905 N.W.2d 764
N.D.2018Background
- Fargo City Commission passed resolutions of necessity in Dec 2016 authorizing acquisition (including eminent domain) of properties owned by Brandt and Wieland for a flood protection project.
- Brandt appealed the City’s resolution to the district court on Dec 16, 2016; Wieland appealed on Jan 4, 2017.
- The City filed records on appeal and moved to dismiss both appeals; Brandt sought consolidation with a separate eminent domain action and both owners moved to strike materials not presented to the commission.
- Two different district judges dismissed the appeals, holding there was no statutory basis to appeal a city resolution of necessity and that such legislative/political determinations are not reviewable on that appeal.
- The City subsequently commenced eminent domain proceedings; the Supreme Court consolidated the appeals and reviewed whether district courts had jurisdiction to hear direct appeals from the city resolutions.
Issues
| Issue | Plaintiff's Argument | Defendant's Argument | Held |
|---|---|---|---|
| Whether a direct appeal to district court lies from a city resolution of necessity | Brandt/Wieland: §28-34-01 provides the appeal procedure and authorizes appeals from local governing bodies | City: §28-34-01 supplies procedure/time limits but does not create a right to appeal; no statute authorizes direct appeals from city resolutions of necessity | No — §28-34-01 does not grant a right to appeal; a separate statute must authorize the appeal, and none does here |
| Whether district court may review the merits (necessity, evidence, bad faith) of the resolution on that appeal | Brandt/Wieland: resolutions are unsupported, vague, and passed improperly and should be overturned | City: determination to exercise eminent domain is legislative/political and not reviewable on a direct appeal from the resolution; review is limited and occurs in eminent domain proceedings | Court did not reach full merits; held such review belongs in eminent domain proceedings under ch. 32-15, not by direct appeal from the resolution |
| Whether the district court erred by admitting/examining materials not presented to the commission | Brandt/Wieland: district court should have struck extraneous filings and only considered materials before the commission | City: filed record on appeal pursuant to procedure; materials properly before the court as part of the record or in ensuing eminent domain action | Dismissal affirmed; court found no statutory appeal to review such materials on direct appeal and denied relief as moot regarding striking record |
| Whether affirming dismissal forecloses property owners from contesting necessity | Brandt/Wieland: dismissal would prevent judicial review of necessity | City: owners may challenge necessity and other statutory requirements in the pending eminent domain proceedings | Held: Dismissal does not extinguish owners’ ability to litigate necessity in eminent domain proceedings under ch. 32-15 |
Key Cases Cited
- Rudnick v.

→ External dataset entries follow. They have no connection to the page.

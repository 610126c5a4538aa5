use serde::{Deserialize, Serialize};

/// Descriptive statistics over a sequence of consumption values.
#[derive(Debug, Clone, Copy, PartialEq, Serialize, Deserialize, Default)]
pub struct Stats {
    pub mean: f64,
    /// Population standard deviation (squared deviations divided by count).
    pub std_dev: f64,
    pub min: f64,
    pub max: f64,
}

impl Stats {
    /// Compute stats over `values`.
    ///
    /// An empty slice yields all zeros. This is the documented degenerate
    /// case, not an error: some day-type or hour buckets legitimately have no
    /// data yet.
    #[must_use]
    #[allow(clippy::cast_precision_loss)]
    pub fn from_values(values: &[f64]) -> Self {
        if values.is_empty() {
            return Self::default();
        }
        let count = values.len() as f64;
        let mean = values.iter().sum::<f64>() / count;
        let variance = values.iter().map(|v| (v - mean).powi(2)).sum::<f64>() / count;
        let min = values.iter().copied().fold(f64::INFINITY, f64::min);
        let max = values.iter().copied().fold(f64::NEG_INFINITY, f64::max);
        Self {
            mean,
            std_dev: variance.sqrt(),
            min,
            max,
        }
    }
}

/// Round `value` to `decimals` decimal places (half away from zero).
#[must_use]
pub fn round_to(value: f64, decimals: i32) -> f64 {
    let factor = 10f64.powi(decimals);
    (value * factor).round() / factor
}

City of Jamestown, 463 N.W.2d 632 (N.D. 1990) (no appellate jurisdiction absent statutory authorization)
- Investment Rarities, Inc. v. Bottineau County Water Resource Dist., 396 N.W.2d 746 (N.D. 1986) (appeal is statutory creature; dismissal where no statutory right)

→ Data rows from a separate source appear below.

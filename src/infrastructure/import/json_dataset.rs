use std::path::Path;

use chrono::{DateTime, Utc};
use serde::Deserialize;
use thiserror::Error;

use crate::domain::entities::building::Building;
use crate::domain::entities::reading::Reading;
use crate::domain::value_objects::day_type::DayType;

#[derive(Error, Debug)]
pub enum ImportError {
    #[error("failed to read dataset file: {0}")]
    Io(#[from] std::io::Error),
    #[error("failed to parse dataset: {0}")]
    Parse(#[from] serde_json::Error),
    #[error("reading {index}: {reason}")]
    InvalidReading { index: usize, reason: String },
}

/// A building plus its reading history, ready for analysis.
#[derive(Debug, Clone)]
pub struct Dataset {
    pub building: Building,
    pub readings: Vec<Reading>,
}

/// Raw reading record as it appears on disk. `day_type` is optional and
/// derived from the timestamp when absent.
#[derive(Debug, Deserialize)]
struct RawReading {
    timestamp: DateTime<Utc>,
    consumption: f64,
    temperature: f64,
    occupancy: u32,
    #[serde(default)]
    day_type: Option<DayType>,
}

#[derive(Debug, Deserialize)]
struct RawDataset {
    building: Building,
    readings: Vec<RawReading>,
}

/// Load and validate a JSON dataset file.
///
/// Input validation is this layer's job, not the engine's: non-finite numeric
/// fields are rejected here, and the returned readings are sorted ascending
/// by timestamp so the engine's ordering invariant holds.
///
/// # Errors
///
/// Returns `ImportError` if the file cannot be read, is not valid JSON, or
/// contains a reading with non-finite consumption or temperature.
pub fn load_dataset(path: &Path) -> Result<Dataset, ImportError> {
    let content = std::fs::read_to_string(path)?;
    parse_dataset(&content)
}

/// Parse a JSON dataset from a string. Same validation as [`load_dataset`].
///
/// # Errors
///
/// Returns `ImportError` on malformed JSON or non-finite numeric fields.
pub fn parse_dataset(content: &str) -> Result<Dataset, ImportError> {
    let raw: RawDataset = serde_json::from_str(content)?;

    let mut readings = Vec::with_capacity(raw.readings.len());
    for (index, record) in raw.readings.into_iter().enumerate() {
        if !record.consumption.is_finite() {
            return Err(ImportError::InvalidReading {
                index,
                reason: "consumption is not a finite number".to_string(),
            });
        }
        if !record.temperature.is_finite() {
            return Err(ImportError::InvalidReading {
                index,
                reason: "temperature is not a finite number".to_string(),
            });
        }
        let day_type = record
            .day_type
            .unwrap_or_else(|| DayType::from_timestamp(record.timestamp));
        readings.push(Reading {
            timestamp: record.timestamp,
            consumption: record.consumption,
            temperature: record.temperature,
            occupancy: record.occupancy,
            day_type,
        });
    }
    readings.sort_by_key(|r| r.timestamp);

    Ok(Dataset {
        building: raw.building,
        readings,
    })
}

- Oakes Municipal Airport Authority v. Wiese, 265 N.W.2d 697 (N.D. 1978) (distinguishing legislative determination to exercise eminent domain from judicial review of necessity; court reviews suitability and abuse of discretion)
- Gissel v. Kenmare Township, 512 N.W.2d 470 (N.D. 1994) (reiterating that exercise of eminent domain is legislative; necessity review occurs in eminent domain proceedings)
- City of Jamestown v. Leevers Supermarkets, Inc., 552 N.W.2d 365 (N.D. 1996) (applying narrow abuse-of-discretion standard for reviewing necessity in eminent domain context)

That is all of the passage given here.